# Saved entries

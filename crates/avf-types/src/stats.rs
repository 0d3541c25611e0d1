//! virtchnl ethernet statistics.

use serde::{Deserialize, Serialize};

/// Ethernet statistics reported by the PF for one VF.
///
/// All counters are monotonic on the PF side, but a PF reset can make a
/// later snapshot smaller than an earlier one.
#[derive(Debug, Clone, Copy, PartialEq, Eq, Default, Serialize, Deserialize)]
#[serde(default)]
pub struct EthStats {
    pub rx_bytes: u64,
    pub rx_unicast: u64,
    pub rx_multicast: u64,
    pub rx_broadcast: u64,
    pub rx_discards: u64,
    pub rx_unknown_protocol: u64,
    pub tx_bytes: u64,
    pub tx_unicast: u64,
    pub tx_multicast: u64,
    pub tx_broadcast: u64,
    pub tx_discards: u64,
    pub tx_errors: u64,
}

/// A named statistic field with its accessor.
pub struct StatField<S = EthStats> {
    pub name: &'static str,
    pub get: fn(&S) -> u64,
}

impl<S> Clone for StatField<S> {
    fn clone(&self) -> Self {
        *self
    }
}

impl<S> Copy for StatField<S> {}

impl<S> std::fmt::Debug for StatField<S> {
    fn fmt(&self, f: &mut std::fmt::Formatter<'_>) -> std::fmt::Result {
        f.debug_struct("StatField").field("name", &self.name).finish()
    }
}

macro_rules! eth_stat_fields {
    ($($field:ident),* $(,)?) => {
        &[$(StatField { name: stringify!($field), get: |s: &EthStats| s.$field }),*]
    };
}

/// Every [`EthStats`] field, in report order.
pub static ETH_STATS_FIELDS: &[StatField] = eth_stat_fields![
    rx_bytes,
    rx_unicast,
    rx_multicast,
    rx_broadcast,
    rx_discards,
    rx_unknown_protocol,
    tx_bytes,
    tx_unicast,
    tx_multicast,
    tx_broadcast,
    tx_discards,
    tx_errors,
];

# PROBLEM STATEMENT
The lines to copy are those in the records above containing the word "static".

# YOUR RESPONSE
    pub name: &'static str,
pub static ETH_STATS_FIELDS: &[StatField] = eth_stat_fields![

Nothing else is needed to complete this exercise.